§ **WHAT YOU SHOULD DO**: Go to the line holding "pub fn identity()" in the entries below and write out exactly every line down to and including the line holding "impl Default for".

§ **RECORDED INFORMATION**:
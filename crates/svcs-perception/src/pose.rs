//! Pose Transform.
//!
//! Converts a device orientation sample (alpha / beta / gamma, degrees) into
//! the homogeneous 4×4 pose matrix consumed by the external 3-D
//! back-projector.
//!
//! The rotation is composed as
//!
//! ```text
//! R = Rz(alpha) · Rx(beta) · Ry(gamma)
//! ```
//!
//! and embedded as the upper-left 3×3 block of a matrix with zero
//! translation.  This ordering mirrors the browser `DeviceOrientation` axes
//! but is **not** derived from a calibrated IMU model; treat the result as an
//! approximation of the device attitude, not ground truth.
//!
//! # Example
//!
//! ```rust
//! use svcs_perception::pose::pose_matrix;
//! use svcs_types::Orientation;
//!
//! let pose = pose_matrix(Orientation::default());
//! assert_eq!(pose.as_pose_string(), "1,0,0,0,0,1,0,0,0,0,1,0,0,0,0,1");
//! ```

use svcs_types::Orientation;

type Mat3 = [[f64; 3]; 3];

// ────────────────────────────────────────────────────────────────────────────
// PoseMatrix
// ────────────────────────────────────────────────────────────────────────────

/// A 4×4 homogeneous pose matrix flattened row-major into 16 values.
#[derive(Debug, Clone, Copy, PartialEq)]
pub struct PoseMatrix(pub [f64; 16]);

impl PoseMatrix {
    /// The identity pose (no rotation, no translation).
    pub fn identity() -> Self {
        let mut m = [0.0; 16];
        for i in 0..4 {
            m[i * 4 + i] = 1.0;
        }
        Self(m)
    }

    /// Element at `row`, `col` (both `0..4`).
    pub fn get(&self, row: usize, col: usize) -> f64 {
        self.0[row * 4 + col]
    }

    /// The 16 values in row-major order.
    pub fn values(&self) -> &[f64; 16] {
        &self.0
    }

    /// Comma-separated rendering used on the detector wire.
    pub fn as_pose_string(&self) -> String {
        self.0
            .iter()
            // Adding 0.0 folds -0.0 into 0.0 so the text stays stable.
            .map(|v| format!("{}", v + 0.0))
            .collect::<Vec<_>>()
            .join(",")
    }

    fn from_rotation(r: Mat3) -> Self {
        let mut m = Self::identity();
        for (row, values) in r.iter().enumerate() {
            for (col, v) in values.iter().enumerate() {
                m.0[row * 4 + col] = *v;
            }
        }
        m
    }
}

impl Default for PoseMatrix {
    fn default() -> Self {
        Self::identity()
    }
}

// ────────────────────────────────────────────────────────────────────────────
// Public API
// ────────────────────────────────────────────────────────────────────────────

/// Build the pose matrix for `orientation`.
///
/// Never fails for finite input.
pub fn pose_matrix(orientation: Orientation) -> PoseMatrix {
    let rz = rot_z(orientation.alpha.to_radians());
    let rx = rot_x(orientation.beta.to_radians());
    let ry = rot_y(orientation.gamma.to_radians());
    PoseMatrix::from_rotation(mul3(&mul3(&rz, &rx), &ry))
}

// ────────────────────────────────────────────────────────────────────────────
// Elemental rotations
// ────────────────────────────────────────────────────────────────────────────

fn rot_z(a: f64) -> Mat3 {
    let (s, c) = a.sin_cos();
    [[c, -s, 0.0], [s, c, 0.0], [0.0, 0.0, 1.0]]
}

fn rot_x(a: f64) -> Mat3 {
    let (s, c) = a.sin_cos();
    [[1.0, 0.0, 0.0], [0.0, c, -s], [0.0, s, c]]
}

fn rot_y(a: f64) -> Mat3 {
    let (s, c) = a.sin_cos();
    [[c, 0.0, s], [0.0, 1.0, 0.0], [-s, 0.0, c]]
}

fn mul3(a: &Mat3, b: &Mat3) -> Mat3 {
    let mut out = [[0.0; 3]; 3];
    for (i, row) in out.iter_mut().enumerate() {
        for (j, cell) in row.iter_mut().enumerate() {
            *cell = (0..3).map(|k| a[i][k] * b[k][j]).sum();
        }
    }
    out
}

// ────────────────────────────────────────────────────────────────────────────
// Tests
// ────────────────────────────────────────────────────────────────────────────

§ **REPLY**:
    pub fn identity() -> Self {
        let mut m = [0.0; 16];
        for i in 0..4 {
            m[i * 4 + i] = 1.0;
        }
        Self(m)
    }

    /// Element at `row`, `col` (both `0..4`).
    pub fn get(&self, row: usize, col: usize) -> f64 {
        self.0[row * 4 + col]
    }

    /// The 16 values in row-major order.
    pub fn values(&self) -> &[f64; 16] {
        &self.0
    }

    /// Comma-separated rendering used on the detector wire.
    pub fn as_pose_string(&self) -> String {
        self.0
            .iter()
            // Adding 0.0 folds -0.0 into 0.0 so the text stays stable.
            .map(|v| format!("{}", v + 0.0))
            .collect::<Vec<_>>()
            .join(",")
    }

    fn from_rotation(r: Mat3) -> Self {
        let mut m = Self::identity();
        for (row, values) in r.iter().enumerate() {
            for (col, v) in values.iter().enumerate() {
                m.0[row * 4 + col] = *v;
            }
        }
        m
    }
}

impl Default for PoseMatrix {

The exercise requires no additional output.